Als so einen Zeitstrahl betrachten wir das abgelaufene Jahr, betrachten wir das ganze Leben, auch wenn es eigentlich irrsinnig ist. Das ist es, was Rilke meint, wenn er in seiner großen achten Duineser Elegie sagt, wir Menschen sähen stets den Tod, „das freie Tier“ aber habe seinen Untergang stets schon hinter und nicht vor sich. 

Dass wir Tiere so lieben, liegt daran, dass aus ihnen eine eigentümliche Zeit- und Entwicklungslosigkeit zu uns spricht. Wo keine Entwicklung, da auch keine Brüche, kein Es-nicht-geschafft-haben, jedenfalls nichts als solches Erfahrenes. Dem Menschen hingegen und auch der von ihm bewirtschafteten und manipulierten Umwelt sieht man die innere Auseinandersetzung mit ihrer Entwicklung an. Das gilt für Gesichter wie für Stadtbilder. Das Tier aber wirkt auf uns süß, weil es ewig jung bleibt, weil es nichts weiß von einem Strom der Zeit, einem Zeitstrahl, weil es nicht erst etwas werden will, sondern immer schon ist. Aus der Ewigkeit, in der kein Zeitfluss, kein Kommen und Vergehen herrscht, ist es in gewisser Weise nie hinabgestiegen in den Abgrund der zeitlichen Linearität.

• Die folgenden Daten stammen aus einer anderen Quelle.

//! The flat program a schema compiles down to.
//!
//! A plan is an ordered list of transforms over a slot-indexed image array.
//! Slots `0..source_count` are reserved for the caller's source images;
//! every transform writes its node's single output slot, and the last
//! transform's output is the plan's product.

use crate::error::RenderError;
use crate::render::{Image, Renderer};
use std::fmt::{self, Write};
use std::sync::Arc;

/// Index into the image array during plan execution.
pub type SlotId = usize;

/// One step of a compiled plan: invoke `renderer` over the images in
/// `inputs` and write the result to `output`.
#[derive(Clone)]
pub struct Transform {
    /// Id of the schema node this step was lowered from.
    pub node: String,
    /// Operation name, for diagnostics and plan dumps.
    pub op: String,
    pub renderer: Arc<dyn Renderer>,
    pub output: SlotId,
    pub inputs: Vec<SlotId>,
}

impl fmt::Debug for Transform {
    fn fmt(&self, f: &mut fmt::Formatter<'_>) -> fmt::Result {
        f.debug_struct("Transform")
            .field("node", &self.node)
            .field("op", &self.op)
            .field("output", &self.output)
            .field("inputs", &self.inputs)
            .finish()
    }
}

/// An immutable, executable sequence of transforms.
#[derive(Debug, Clone)]
pub struct TransformPlan {
    transforms: Vec<Transform>,
    source_count: usize,
    slot_count: usize,
}

impl TransformPlan {
    pub(crate) fn new(transforms: Vec<Transform>, source_count: usize, slot_count: usize) -> Self {
        Self {
            transforms,
            source_count,
            slot_count,
        }
    }

    pub fn transforms(&self) -> &[Transform] {
        &self.transforms
    }

    /// Number of external source images the plan expects, occupying slots
    /// `0..source_count`.
    pub fn source_count(&self) -> usize {
        self.source_count
    }

    /// Size of the image array `execute` allocates.
    pub fn slot_count(&self) -> usize {
        self.slot_count
    }

    pub fn len(&self) -> usize {
        self.transforms.len()
    }

    pub fn is_empty(&self) -> bool {
        self.transforms.is_empty()
    }

    /// The slot holding the plan's product: the last transform's output.
    pub fn final_output(&self) -> Option<SlotId> {
        self.transforms.last().map(|t| t.output)
    }

    /// Runs the plan over owned source images.
    pub fn execute(&self, sources: &[Image]) -> Result<Image, RenderError> {
        let refs: Vec<&Image> = sources.iter().collect();
        self.execute_refs(&refs)
    }

    /// Runs the plan: seeds the reserved slots, applies every transform in
    /// order, and takes the final transform's output.
    pub fn execute_refs(&self, sources: &[&Image]) -> Result<Image, RenderError> {
        if sources.len() != self.source_count {
            return Err(RenderError::SourceCount {
                expected: self.source_count,
                found: sources.len(),
            });
        }
        let Some(final_slot) = self.final_output() else {
            return Err(RenderError::EmptyPlan);
        };

        let mut slots: Vec<Option<Image>> = vec![None; self.slot_count];
        for (slot, source) in sources.iter().enumerate() {
            slots[slot] = Some((*source).clone());
        }

        for transform in &self.transforms {
            let mut gathered: Vec<&Image> = Vec::with_capacity(transform.inputs.len());
            for slot in &transform.inputs {
                let image = slots
                    .get(*slot)
                    .and_then(Option::as_ref)
                    .ok_or(RenderError::UnfilledSlot { slot: *slot })?;
                gathered.push(image);
            }
            let rendered =
                transform
                    .renderer
                    .render(&gathered)
                    .map_err(|e| RenderError::Op {
                        op: transform.op.clone(),
                        message: e.to_string(),
                    })?;
            let cell = slots
                .get_mut(transform.output)
                .ok_or(RenderError::SlotOutOfRange {
                    slot: transform.output,
                })?;
            *cell = Some(rendered);
        }

        slots
            .get_mut(final_slot)
            .ok_or(RenderError::SlotOutOfRange { slot: final_slot })?
            .take()
            .ok_or(RenderError::UnfilledSlot { slot: final_slot })
    }
}

/// Formats a complete plan into a human-readable string for debugging.
pub fn visualize_plan(plan: &TransformPlan, name: &str) -> String {
    let mut output = String::new();
    writeln!(&mut output, "======== TRANSFORM PLAN for Brush: {} ========", name).unwrap();
    writeln!(
        &mut output,
        "Sources: {}   Slots: {}   Transforms: {}",
        plan.source_count(),
        plan.slot_count(),
        plan.len()
    )
    .unwrap();
    writeln!(&mut output).unwrap();

    for (i, t) in plan.transforms().iter().enumerate() {
        let inputs = t
            .inputs
            .iter()
            .map(|s| format!("s{}", s))
            .collect::<Vec<_>>()
            .join(", ");
        writeln!(
            &mut output,
            "{:04}: {:<16} {:<16} s{} <- [{}]",
            i, t.node, t.op, t.output, inputs
        )
        .unwrap();
    }

    writeln!(&mut output, "\n================ END OF PLAN ================").unwrap();
    output
}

Das Denken in Linearität, in Zeitstrecken, innerhalb derer etwas zu bewältigen, ein Fortschritt zu erzielen sei, zerstört die Seele und das Leben, aber es ist konstitutiv für den Menschen und für unsere Epoche. Umweltzerstörung und Klimawandel sind ein direktes Produkt der Angst, „es“ nicht zu schaffen, sich nicht versorgen zu können, ohne technische Hilfsmittel der Willkür der Natur auf ewig ausgeliefert zu sein. Also begann der Mensch, von der Natur zu lernen und sie zu manipulieren, von der Seefahrt bis zum Smartphone, von der Viehhaltung bis zum Hybridsamen. Es war nicht böse Absicht; es waren Hektik und Angst, in einem gegebenen Zeitraum nicht weiterzukommen, nach kurzem Aufflackern wieder abzutauchen in ein unbekanntes Jenseits. Hiervon, von diesem Abtauchen kauft sich der Mensch Aufschub durch den Prozess der Zivilisation, aber die Zivilisation ist selbst ein Abgrund. Aus dem rasenden Ehrgeiz, „etwas“ zu werden, aus der Angst, „es“ nicht rechtzeitig zu schaffen, zerstören wir unsere Weltbezüge, wie der Soziologe Hartmut Rosa sie nennt, und unsere Welt.

„Wer aber verzweifelt stirbt, dessen ganzes Leben war umsonst“, schreibt Adorno in seinem düsteren Minimum Morale 106, einem Urtext des Negativismus. Wir alle sind Verzweifelte, denn unser aller Prämissen stimmen nicht. Wir alle sind „im falschen Leben“, unser aller Leben war umsonst. Unser aller Geschichte müsste man, wie die Geschichte schlechthin, abbrechen und nochmal von vorn beginnen. „Unter anderen Umständen…“

Ein Jahr ist nun vorüber, ein Lebensjahr, ein Lebensjahrzehnt, und manche stehen vor ihrem letzten Lebensjahr: war das Jahr, war das Leben umsonst, weil man dieses oder jenes „in der Zeit“ nicht geschafft hat, „etwas“ Bestimmtes nicht geworden ist? Für manche Menschen endet das Leben kaum, dass es begonnen hat, sie sterben als Säuglinge oder Kinder; andere nehmen früh Schaden am Körper oder an der Seele und erlangen nie die innere und auch nicht die äußere Freiheit, in der die anderen scheinbar stehen. Ist ihr Leben umsonst, weil es in dieses oder jenes Stück Zeit gefallen ist? 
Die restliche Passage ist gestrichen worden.